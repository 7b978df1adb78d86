//! File Sink - Human-readable event log
//!
//! Appends one line per accepted record to a text file. Parent directories are
//! created on open, and every write is flushed so the file can be tailed.
//!
//! # Output Format
//!
//! ```text
//! [2025-01-15T10:30:45.123Z] [W] site:3 Checkout/SLOW id=812 user=alice machine=web-01 | payment took 4.2s
//! ```

use std::fs::{self, File, OpenOptions};
use std::io::{BufWriter, Write};
use std::path::{Path, PathBuf};

use eventlog_protocol::EventRecord;
use parking_lot::Mutex;

use crate::common::SinkMetrics;
use crate::{EventSink, MetricsSnapshot, Result, render_line};

/// Text file sink
#[derive(Debug)]
pub struct FileSink {
    path: PathBuf,
    writer: Mutex<BufWriter<File>>,
    metrics: SinkMetrics,
}

impl FileSink {
    /// Open (or create) the file in append mode
    pub fn open(path: impl AsRef<Path>) -> Result<Self> {
        let path = path.as_ref().to_path_buf();
        if let Some(parent) = path.parent()
            && !parent.as_os_str().is_empty()
        {
            fs::create_dir_all(parent)?;
        }
        let file = OpenOptions::new().create(true).append(true).open(&path)?;

        Ok(Self {
            path,
            writer: Mutex::new(BufWriter::new(file)),
            metrics: SinkMetrics::new(),
        })
    }

    /// Path being written
    pub fn path(&self) -> &Path {
        &self.path
    }

    /// Write metrics
    pub fn metrics(&self) -> MetricsSnapshot {
        self.metrics.snapshot()
    }
}

impl EventSink for FileSink {
    fn name(&self) -> &str {
        "file"
    }

    fn write(&self, record: &EventRecord) -> Result<()> {
        let mut line = render_line(record);
        line.push('\n');

        let mut writer = self.writer.lock();
        let result = writer
            .write_all(line.as_bytes())
            .and_then(|()| writer.flush());

        match result {
            Ok(()) => {
                self.metrics.record_written(line.len() as u64);
                Ok(())
            }
            Err(e) => {
                self.metrics.write_error();
                Err(e.into())
            }
        }
    }
}

#[cfg(test)]
#[path = "file_test.rs"]
mod file_test;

» AIM OF THE TASK
Copy each line of the preceding data that contains the string "Mutex".

» SOLUTION TO THIS PROBLEM
use parking_lot::Mutex;
    writer: Mutex<BufWriter<File>>,
            writer: Mutex::new(BufWriter::new(file)),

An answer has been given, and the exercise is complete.